Produire en Afrique, être engagé, créer des images documentaires aujourd’hui
Six programmateurs officiant pour certains au sein des festivals se déroulant dans ces pays d’Afrique – Claire Diao, Jihan El-Tahri, Mohamed Saïd Ouma, Pedro Pimenta, Ikbal Zalila et Mandisa Zitha – se voient aussi offrir une Carte blanche dans ce programme, dans lequel figure également un ensemble de cinq études de cas ayant pour objet la question « Produire en Afrique ». Cinq études selon cinq ères géographiques, pour tenter de donner à voir la diversité des conditions de financement, de création et de production du documentaire sur le continent d’Afrique de nos jours – conditions souvent tributaires des pays eux-mêmes, de leurs fondements et situation actuelle – et pour considérer comment « dans le contexte de cette pluralité […] certains s’engagent dans une collaboration panafricaine pour le développement, la production et la circulation des œuvres », toujours selon les mots de Catherine Bizern.

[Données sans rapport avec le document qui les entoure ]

//! Core data models
//!
//! Buildings, units, and expenses, plus the supporting value types
//! (ids, money, calendar systems) they are built from.

pub mod building;
pub mod calendar;
pub mod expense;
pub mod ids;
pub mod money;
pub mod unit;

pub use building::Building;
pub use calendar::CalendarSystem;
pub use expense::{ChargeTo, DistributionMethod, Expense, ExpenseValidationError, PaymentStatus};
pub use ids::{BuildingId, ExpenseId, UnitId};
pub use money::{Money, MoneyParseError};
pub use unit::{Unit, UnitName, UnitValidationError};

Au programme également en cette édition 2022, la traditionnelle section Front(s) populaire(s), consacrée aux films engagés et parlant d’engagements. Avec cette année la volonté de se concentrer sur l’appropriation par les citoyens de lieux publics, pour faire entendre leurs voix et s’affirmer « en tant que groupe et en tant qu’individu » : « l’activisme des personnes trans dans la révolution féministe, […] l’expression des Gilets jaunes et la mise en œuvre d’une mairie sans maire, sont autant de surgissements au grand jour de la possibilité d’un nouveau monde, d’une nouvelle atmosphère », écrit Catherine Bizern, rappelant aussi que la programmation de cette section « démarre par la commémoration des événements de Gênes il y a 20 ans ».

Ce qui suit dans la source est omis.